Черный набухший плащ переломился надвое, когда Яшка присел на табурет. Развязав тесемки, Яшка отбросил капюшон.
— Я слыхал, что ты болеешь, — сказал Боярков и кивнул на парня с повязанной щекой. — Мы вот с Костей тоже страдаем. Может, в картишки перекинемся, а?
— Не играю, — ответил Яшка.
— А стопку дать?
— От стопки, пожалуй, не откажусь, — ответил Яшка, которому не хотелось уронить своего достоинства в глазах незнакомого парня. — Как это поется в песне? От всех болезней нам полезней стопка спирта и вода...
Приятель Глеба коротко и как-то визгливо хохотнул и полез под койку за бутылкой. Затем достал из рюкзака банку рыбных консервов, которую ловко открыл ножом, и разлил водку по стаканам.
— Ну, за знакомство!.. — сказал Яшка.
— Дай бог не последнюю...
Водка обожгла. Яшке стало жарко.
А когда — не отказываться же от угощения! — выпили по второму и по третьему разу, Яшка, следивший за тем, как Боярков, поднаторевший, видимо, в этом деле, умудряется поровну разливать водку, невольно подумал, что Глеб, — в сущности, компанейский парень и что напрасно его недолюбливают. Правда, когда разыгрался буран, Боярков не пошел со всеми разгружать платформы, но стоило ли постоянно тыкать ему этим в нос? К тому же, как знать, Боярков, быть может, тогда действительно по-настоящему был болен?
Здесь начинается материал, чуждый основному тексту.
//! Simulated step outputs and validation checks.
//!
//! Turns a `PlannedAction` into a concrete `Action`. All display values come
//! from the attempt's `EnrichedData`, so the checks of one run agree with
//! each other.

use serde_json::{Map, Value, json};

use super::fate::PlannedAction;
use super::generator::{EnrichedData, OutcomeGenerator};
use crate::domain::{Action, CheckStatus, StepId, Task, ValidationCheck};

impl OutcomeGenerator {
    pub fn materialize(&self, planned: PlannedAction, task: &Task, data: &EnrichedData) -> Action {
        match planned {
            PlannedAction::CompleteStep => {
                let step = task.current_step().unwrap_or(StepId::DocumentUpload);
                Action::CompleteStep {
                    checks: passing_checks(step, task, data),
                    data: step_output(step, task, data),
                }
            }
            PlannedAction::Fail(step) => {
                let reason = self.failure_reason(step);
                Action::Fail {
                    step,
                    checks: failing_checks(step, &reason, data),
                    reasons: vec![reason],
                }
            }
            PlannedAction::NotReady(step) => Action::NotReady {
                step,
                checks: not_ready_checks(step),
            },
            PlannedAction::RequireReview => Action::RequireReview {
                review_url: self.review_url(task),
                checks: review_checks(data),
            },
            PlannedAction::Complete => Action::Complete {
                certificate: certificate_label(data),
            },
        }
    }
}

pub fn certificate_label(data: &EnrichedData) -> String {
    format!("Certificate {}", data.confirmation_number)
}

pub fn passing_checks(step: StepId, task: &Task, data: &EnrichedData) -> Vec<ValidationCheck> {
    match step {
        StepId::PayrollDownload => vec![
            ValidationCheck::new("payroll-file", "Payroll journal available", CheckStatus::Passed)
                .value(format!("payroll_{}.pdf", task.le_id))
                .download_link(format!("/files/{}/payroll.pdf", task.id)),
            ValidationCheck::new("company", "Company matches legal entity", CheckStatus::Passed)
                .expected(data.company_name.clone())
                .actual(data.company_name.clone()),
        ],
        StepId::DataExtraction => vec![
            ValidationCheck::new("sum-check", "Wage tax sum check", CheckStatus::Passed)
                .value(data.sum_check())
                .expected(data.sum_check())
                .actual(data.sum_check()),
            ValidationCheck::new("tax-id", "Tax number present", CheckStatus::Passed)
                .value(format!("****{}", data.tax_id_last4)),
        ],
        StepId::TaxSubmission => vec![
            ValidationCheck::new("submission", "Tax return accepted", CheckStatus::Passed)
                .value(data.confirmation_number.clone())
                .description(format!("Submitted for {}", data.company_name)),
        ],
        StepId::DocumentUpload => vec![
            ValidationCheck::new("receipt", "Receipt archived", CheckStatus::Passed)
                .download_link(format!("/files/{}/receipt.pdf", task.id)),
        ],
    }
}

pub fn step_output(step: StepId, task: &Task, data: &EnrichedData) -> Map<String, Value> {
    let value = match step {
        StepId::PayrollDownload => json!({
            "fileName": format!("payroll_{}.pdf", task.le_id),
            "companyName": data.company_name,
        }),
        StepId::DataExtraction => json!({
            "sumCheck": data.sum_check(),
            "taxIdLast4": data.tax_id_last4,
        }),
        StepId::TaxSubmission => json!({
            "confirmationNumber": data.confirmation_number,
        }),
        StepId::DocumentUpload => json!({
            "receipt": format!("receipt_{}.pdf", data.confirmation_number),
        }),
    };
    match value {
        Value::Object(map) => map,
        _ => Map::new(),
    }
}

pub fn failing_checks(step: StepId, reason: &str, data: &EnrichedData) -> Vec<ValidationCheck> {
    let check = match step {
        StepId::DataExtraction => {
            ValidationCheck::new("sum-check", "Wage tax sum check", CheckStatus::Failed)
                .expected(data.sum_check())
                .actual("0.00 EUR")
        }
        _ => ValidationCheck::new(step.as_str(), step.title(), CheckStatus::Failed),
    };
    vec![check.description(reason)]
}

pub fn not_ready_checks(step: StepId) -> Vec<ValidationCheck> {
    vec![
        ValidationCheck::new("input-available", "Input data available", CheckStatus::Pending)
            .description(format!("{} is waiting for the period to be closed", step.title())),
    ]
}

pub fn review_checks(data: &EnrichedData) -> Vec<ValidationCheck> {
    vec![
        ValidationCheck::new("manual-review", "Manual review", CheckStatus::Pending)
            .value(data.sum_check())
            .description("Amount exceeds the automatic approval limit"),
    ]
}

#[cfg(test)]
mod tests {
    use super::*;
    use crate::config::SimulationProfile;
    use crate::domain::{BatchId, BatchRef, TaskId, TaskRow};
    use crate::ports::SeededRandom;
    use chrono::Utc;
    use std::sync::Arc;

    fn task() -> Task {
        Task::new(
            TaskId::from("task-007"),
            TaskRow::new("ORG-1", "CMP-1", "LE-099"),
            BatchRef {
                id: BatchId::from("batch-1"),
                name: "January".to_string(),
            },
            Utc::now(),
        )
    }

    fn generator() -> OutcomeGenerator {
        OutcomeGenerator::new(Arc::new(SeededRandom::new(1)), SimulationProfile::default())
    }

    #[test]
    fn complete_step_targets_current_step() {
        let generator = generator();
        let task = task();
        let data = generator.enriched_data(&task);

        let Action::CompleteStep { checks, data: output } =
            generator.materialize(PlannedAction::CompleteStep, &task, &data)
        else {
            panic!("expected complete-step");
        };
        assert_eq!(checks[0].key, "payroll-file");
        assert_eq!(output["fileName"], "payroll_LE-099.pdf");
    }

    #[test]
    fn fail_carries_reason_and_failing_check() {
        let generator = generator();
        let task = task();
        let data = generator.enriched_data(&task);

        let Action::Fail { step, reasons, checks } =
            generator.materialize(PlannedAction::Fail(StepId::TaxSubmission), &task, &data)
        else {
            panic!("expected fail");
        };
        assert_eq!(step, StepId::TaxSubmission);
        assert_eq!(reasons.len(), 1);
        assert!(checks.iter().all(|c| c.status == CheckStatus::Failed));
        assert_eq!(checks[0].description.as_deref(), Some(reasons[0].as_str()));
    }

    #[test]
    fn review_url_points_at_task() {
        let generator = generator();
        let task = task();
        let data = generator.enriched_data(&task);

        let Action::RequireReview { review_url, .. } =
            generator.materialize(PlannedAction::RequireReview, &task, &data)
        else {
            panic!("expected review");
        };
        assert_eq!(review_url, "https://review.autopilot.local/tasks/task-007/review");
    }

    #[test]
    fn checks_of_one_run_share_values() {
        let data = EnrichedData::from_le_id("LE-099", 420_000);
        let extraction = passing_checks(StepId::DataExtraction, &task(), &data);
        let review = review_checks(&data);
        assert_eq!(extraction[0].value, review[0].value);
    }
}
//! Orchestrator - 同時実行数を制限したタスクパイプラインの駆動
//!
//! # フロー
//! 1. `start_run` / `retry_run` で task_id のキューを作る
//! 2. `max_concurrent` 本の worker を spawn する（worker_loop.rs）
//! 3. 各 worker はキューから 1 件取り出し、そのタスクの lifecycle を最後まで実行する
//! 4. すべての worker が終わったら Idle に戻る
//!
//! キャンセルは `watch` チャネル 1 本で全 worker に伝えます。
//! 適用済みのアクションは巻き戻しません。

use std::collections::{HashSet, VecDeque};
use std::sync::atomic::{AtomicUsize, Ordering};
use std::sync::{Arc, Mutex, MutexGuard};

use serde::{Deserialize, Serialize};
use tokio::sync::watch;
use tokio::task::JoinHandle;

use super::service::PipelineService;
use super::worker_loop::{WorkQueue, worker_loop};
use crate::config::OrchestratorConfig;
use crate::domain::{ActionKind, ActionParams, Task, TaskId};
use crate::error::PipelineError;
use crate::observability::Progress;
use crate::ports::Sleeper;

#[derive(Debug, Clone, Copy, PartialEq, Eq, Serialize, Deserialize)]
#[serde(rename_all = "kebab-case")]
pub enum RunMode {
    Idle,
    Running,
    Retrying,
}

/// Counters of the current run.
#[derive(Debug, Default)]
pub(crate) struct RunCounters {
    pub(crate) completed: AtomicUsize,
    pub(crate) total: AtomicUsize,
    pub(crate) in_flight: AtomicUsize,
    pub(crate) peak_in_flight: AtomicUsize,
}

impl RunCounters {
    fn reset(&self, total: usize) {
        self.completed.store(0, Ordering::SeqCst);
        self.total.store(total, Ordering::SeqCst);
        self.in_flight.store(0, Ordering::SeqCst);
        self.peak_in_flight.store(0, Ordering::SeqCst);
    }

    /// Claims an in-flight slot if fewer than `limit` are taken.
    pub(crate) fn try_acquire_slot(&self, limit: usize) -> bool {
        let acquired = self
            .in_flight
            .fetch_update(Ordering::SeqCst, Ordering::SeqCst, |n| (n < limit).then_some(n + 1));
        match acquired {
            Ok(previous) => {
                self.peak_in_flight.fetch_max(previous + 1, Ordering::SeqCst);
                true
            }
            Err(_) => false,
        }
    }

    pub(crate) fn release_slot(&self) {
        self.in_flight.fetch_sub(1, Ordering::SeqCst);
    }

    /// Drops a task that turned out not to belong in the run.
    pub(crate) fn forget_one(&self) {
        let _ = self
            .total
            .fetch_update(Ordering::SeqCst, Ordering::SeqCst, |n| n.checked_sub(1));
    }

    /// Marks one task lifecycle as done. Never goes past `total`.
    pub(crate) fn mark_completed(&self) {
        let total = self.total.load(Ordering::SeqCst);
        let _ = self
            .completed
            .fetch_update(Ordering::SeqCst, Ordering::SeqCst, |n| (n < total).then_some(n + 1));
    }
}

/// State shared by the orchestrator handle and its workers.
pub(crate) struct RunContext {
    pub(crate) service: Arc<PipelineService>,
    pub(crate) sleeper: Arc<dyn Sleeper>,
    pub(crate) config: OrchestratorConfig,
    pub(crate) counters: RunCounters,
    pub(crate) cancel_tx: watch::Sender<bool>,
    mode: Mutex<RunMode>,
}

impl RunContext {
    fn mode(&self) -> MutexGuard<'_, RunMode> {
        self.mode.lock().unwrap_or_else(|poisoned| poisoned.into_inner())
    }
}

/// Which kind of run a worker is part of.
#[derive(Debug, Clone, Copy, PartialEq, Eq)]
pub(crate) enum RunKind {
    /// Fate rolled per task.
    Full,
    /// Forced success for previously failed tasks. Each task is moved to
    /// `retrying` by the worker that picks it up.
    Retry,
}

pub struct Orchestrator {
    ctx: Arc<RunContext>,
    supervisor: Mutex<Option<JoinHandle<()>>>,
}

impl Orchestrator {
    pub fn new(
        service: Arc<PipelineService>,
        sleeper: Arc<dyn Sleeper>,
        config: OrchestratorConfig,
    ) -> Self {
        let (cancel_tx, _) = watch::channel(false);
        Self {
            ctx: Arc::new(RunContext {
                service,
                sleeper,
                config,
                counters: RunCounters::default(),
                cancel_tx,
                mode: Mutex::new(RunMode::Idle),
            }),
            supervisor: Mutex::new(None),
        }
    }

    pub fn service(&self) -> &Arc<PipelineService> {
        &self.ctx.service
    }

    /// Starts a full run over `task_ids`.
    ///
    /// Returns `false` (and does nothing) if a run is already in progress.
    /// Must be called from within a tokio runtime.
    pub fn start_run(&self, task_ids: Vec<TaskId>) -> bool {
        self.launch(task_ids, RunKind::Full)
    }

    /// Re-runs previously failed tasks with a guaranteed-success fate.
    ///
    /// Same guard as `start_run`.
    pub fn retry_run(&self, failed_task_ids: Vec<TaskId>) -> bool {
        self.launch(failed_task_ids, RunKind::Retry)
    }

    /// Requests cancellation. Workers stop at their next suspension point.
    pub fn cancel(&self) {
        if self.mode() != RunMode::Idle {
            tracing::info!("cancellation requested");
        }
        self.ctx.cancel_tx.send_replace(true);
    }

    pub fn progress(&self) -> Progress {
        Progress {
            completed: self.ctx.counters.completed.load(Ordering::SeqCst),
            total: self.ctx.counters.total.load(Ordering::SeqCst),
            running: self.mode() != RunMode::Idle,
        }
    }

    pub fn mode(&self) -> RunMode {
        *self.ctx.mode()
    }

    /// Highest number of simultaneously in-flight tasks seen in the current run.
    pub fn peak_in_flight(&self) -> usize {
        self.ctx.counters.peak_in_flight.load(Ordering::SeqCst)
    }

    /// Waits until the current run (if any) has finished.
    pub async fn wait_idle(&self) {
        let handle = self
            .supervisor
            .lock()
            .unwrap_or_else(|poisoned| poisoned.into_inner())
            .take();
        if let Some(handle) = handle
            && let Err(e) = handle.await
        {
            tracing::error!(error = %e, "run supervisor panicked");
        }
    }

    /// Approves a task waiting in review. Single shot, not run through the pool.
    pub async fn approve_task(&self, task_id: &TaskId) -> Result<Task, PipelineError> {
        self.ctx
            .service
            .apply_action(task_id, ActionKind::Approve, &ActionParams::default())
            .await
    }

    /// Rejects a task waiting in review.
    pub async fn reject_task(
        &self,
        task_id: &TaskId,
        reason: Option<String>,
    ) -> Result<Task, PipelineError> {
        let params = ActionParams {
            reason,
            ..ActionParams::default()
        };
        self.ctx
            .service
            .apply_action(task_id, ActionKind::Reject, &params)
            .await
    }

    fn launch(&self, task_ids: Vec<TaskId>, kind: RunKind) -> bool {
        let mut mode = self.ctx.mode();
        if *mode != RunMode::Idle {
            tracing::warn!(mode = ?*mode, "run already in progress, ignoring request");
            return false;
        }

        // One entry per task id: two workers must never drive the same task.
        let mut seen = HashSet::new();
        let queue: VecDeque<TaskId> = task_ids
            .into_iter()
            .filter(|id| seen.insert(id.clone()))
            .collect();

        *mode = match kind {
            RunKind::Full => RunMode::Running,
            RunKind::Retry => RunMode::Retrying,
        };
        self.ctx.counters.reset(queue.len());
        self.ctx.cancel_tx.send_replace(false);
        drop(mode);

        tracing::info!(
            tasks = queue.len(),
            max_concurrent = self.ctx.config.max_concurrent,
            kind = ?kind,
            "run started"
        );
        let handle = tokio::spawn(supervise(Arc::clone(&self.ctx), queue, kind));
        *self
            .supervisor
            .lock()
            .unwrap_or_else(|poisoned| poisoned.into_inner()) = Some(handle);
        true
    }
}

/// Spawns the workers of one run and waits for all of them.
async fn supervise(ctx: Arc<RunContext>, queue: VecDeque<TaskId>, kind: RunKind) {
    let queue: WorkQueue = Arc::new(tokio::sync::Mutex::new(queue));

    let mut joins = Vec::with_capacity(ctx.config.max_concurrent);
    for worker_id in 0..ctx.config.max_concurrent {
        let ctx = Arc::clone(&ctx);
        let queue = Arc::clone(&queue);
        let cancel_rx = ctx.cancel_tx.subscribe();
        joins.push(tokio::spawn(async move {
            worker_loop(worker_id, ctx, queue, kind, cancel_rx).await;
        }));
    }
    for join in joins {
        if let Err(e) = join.await {
            tracing::error!(error = %e, "worker panicked");
        }
    }

    let completed = ctx.counters.completed.load(Ordering::SeqCst);
    let total = ctx.counters.total.load(Ordering::SeqCst);
    tracing::info!(completed, total, cancelled = *ctx.cancel_tx.borrow(), "run finished");
    *ctx.mode() = RunMode::Idle;
}

#[cfg(test)]
mod tests {
    use super::*;

    #[test]
    fn slots_are_capped_and_peak_recorded() {
        let counters = RunCounters::default();
        assert!(counters.try_acquire_slot(2));
        assert!(counters.try_acquire_slot(2));
        assert!(!counters.try_acquire_slot(2));

        counters.release_slot();
        assert!(counters.try_acquire_slot(2));
        assert_eq!(counters.peak_in_flight.load(Ordering::SeqCst), 2);
    }

    #[test]
    fn forgotten_tasks_leave_the_total() {
        let counters = RunCounters::default();
        counters.reset(1);
        counters.forget_one();
        counters.forget_one();
        assert_eq!(counters.total.load(Ordering::SeqCst), 0);
    }

    #[test]
    fn completed_never_exceeds_total() {
        let counters = RunCounters::default();
        counters.reset(2);
        for _ in 0..5 {
            counters.mark_completed();
        }
        assert_eq!(counters.completed.load(Ordering::SeqCst), 2);
    }
}
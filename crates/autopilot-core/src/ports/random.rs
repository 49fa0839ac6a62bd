//! RandomSource port - 乱数の抽象化
//!
//! Outcome generator はこの trait 越しにしか乱数を引きません。
//! テストでは SeededRandom を使って結果を再現可能にします。

use std::sync::Mutex;

use rand::rngs::StdRng;
use rand::{Rng, SeedableRng};

pub trait RandomSource: Send + Sync {
    /// Uniform in `[0, 1)`.
    fn next_f64(&self) -> f64;

    /// Uniform in `low..=high`.
    fn range_u64(&self, low: u64, high: u64) -> u64;
}

/// スレッドローカル RNG（本番用）
#[derive(Debug, Clone, Copy, Default)]
pub struct ThreadRandom;

impl RandomSource for ThreadRandom {
    fn next_f64(&self) -> f64 {
        rand::thread_rng().r#gen::<f64>()
    }

    fn range_u64(&self, low: u64, high: u64) -> u64 {
        rand::thread_rng().gen_range(low..=high)
    }
}

/// シード固定の RNG（テスト・デモの再現用）
#[derive(Debug)]
pub struct SeededRandom {
    rng: Mutex<StdRng>,
}

impl SeededRandom {
    pub fn new(seed: u64) -> Self {
        Self {
            rng: Mutex::new(StdRng::seed_from_u64(seed)),
        }
    }
}

impl RandomSource for SeededRandom {
    fn next_f64(&self) -> f64 {
        let mut rng = self.rng.lock().unwrap_or_else(|poisoned| poisoned.into_inner());
        rng.r#gen::<f64>()
    }

    fn range_u64(&self, low: u64, high: u64) -> u64 {
        let mut rng = self.rng.lock().unwrap_or_else(|poisoned| poisoned.into_inner());
        rng.gen_range(low..=high)
    }
}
Из дальнейшего — слово за слово — выяснилось, что Боярков твердо решил уехать. Нечего ему прозябать в МТС! Для хорошего шофера везде найдется работенка, верно?
— Кто спорит? — сказал Яшка.
— Может, присоединишься к нам? — спросил Боярков. — Все-таки втроем, — он кивнул в сторону парня с повязанной щекой, — в дороге веселее будет.
— Втроем... — Яшка задумчиво вертел граненый стакан. — Так ты говоришь...
И замолчал.
Он заметил, что Боярков не слушает его, а почему-то пристально смотрит мимо него на дверь. Что он там увидел?